Saturday, August 8, 2009
The hidden danger waiting to strike
by Deborah Linton
AS he picks over the rubble with his fingers, Warrant Officer 2 Bobby Gardner is inches from death.
Lying on his front and carrying 100lb of equipment on his back, he dusts away the sand, patiently and carefully uncovering the enemy-laid booby trap.
Casualties
The Stockport soldier is among the hundreds of brave frontline troops playing a 'game of chess' with the Taliban, risking their lives each day searching Helmand's desert with metal detectors and their fingertips for improvised explosive devices (IEDs). The homemade Taliban bombs, responsible for the majority of this month's casualties among British forces, can be made from the simplest of household items.
'Scary'
Sgt Maj Gardner, 40, from Cheadle Heath, talks somberly about the countless near misses he has experienced. He said: "It's scary. There's been a Taliban pressing the button to detonate as we've found it and we've walked away unhurt. It's down to good drills but mostly it's down to good fortune that more haven't been killed.

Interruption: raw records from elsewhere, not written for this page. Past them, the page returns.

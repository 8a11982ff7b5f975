//! Serialization and deserialization for BPE models.
//!
//! This module provides functionality for saving and loading trained tokenizers
//! as `tokenizer.json` or as a plain `merges.txt`.

pub mod format;
pub mod load;
pub mod save;

pub use format::{ModelFormat, SerializedTokenizer, MERGES_FILE, MODEL_FILE};
pub use load::TokenizerLoader;
pub use save::TokenizerSaver;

"When the detector finds something and you get down on the ground to dig your first instinct is to panic but you have to compose yourself. "Sometimes we find none, sometimes we find ten a day and if it takes you three hours to sweep an area then so be it - this is soldiers' lives on the line. They're putting them in new places all the time, where you'd never expect them."
Explosives
The trigger could be contained in a cook pot in an Afghan home, an empty water bottle or hidden underneath a lads' mag. Once activated, it could set off up to 20 kilograms of explosives. Taliban forces are constantly developing new methods for bomb making in a bid to outsmart the coalition. Every soldier in the British army learns how to sweep for explosives.
Sgt Maj Gardner is serving with 2nd Battalion The Mercian Regiment. The unit has lost two men during the current tour - one shot in the chest while clearing an Afghan compound, the other in an explosion. Mercian troops have been deploying in eight-man teams living and working on the ground alongside the Afghan National Army (ANA), training them in the drills that will save the lives of them and their civilians. Sgt Maj Gardner has been training 120 ANA troop in Garmsir, in southern Helmand.
'Invincible'
"Most of them come from the north of the country," he told us. "A lot of them do it because they've had family killed by the Taliban and they're still killing their animals, children. They say Afghanistan was a better place to live before and they want that back. When we're involved in firefights, they're good fighters but their methods are poor. They think they're invincible. Their officers pretty much tell them everything. They've not got the initiative of British soldiers yet."
Commitment
Many of the young men joining Afghanistan's growing national army have grown up in the same schools and villages as the brutal enemy they are fighting. While they chose to fight to protect their country, boys who were once comrades in the school playground are being recruited into a life of insurgency by the Taliban. In Helmand, the Afghan prime minister has ordered that 1,000 warriors be trained up by coalition forces. Across the country, there is a commitment to shape a 134,000 strong national force.
'Brutal'
NA company commander Maj Shawanli told us: "Day by day our soldiers are developing. Everyday when we're going on a mission sometimes we are finding a mine. We find a lot of IEDs. The Taliban are brutal people. They don't want the women to go to school and the girls to go to school. This is our way to develop our soldiers so our country can develop." Sgt Mazamil, 22, from Jalalabad - a northern border town to Pakistan - has been in the ANA for two years. "I wanted to join. It was my target to come here" he said through an interpreter. "The Taliban came to destroy our country - roads, buildings, schools, hospitals also. I wanted to make a difference to my country."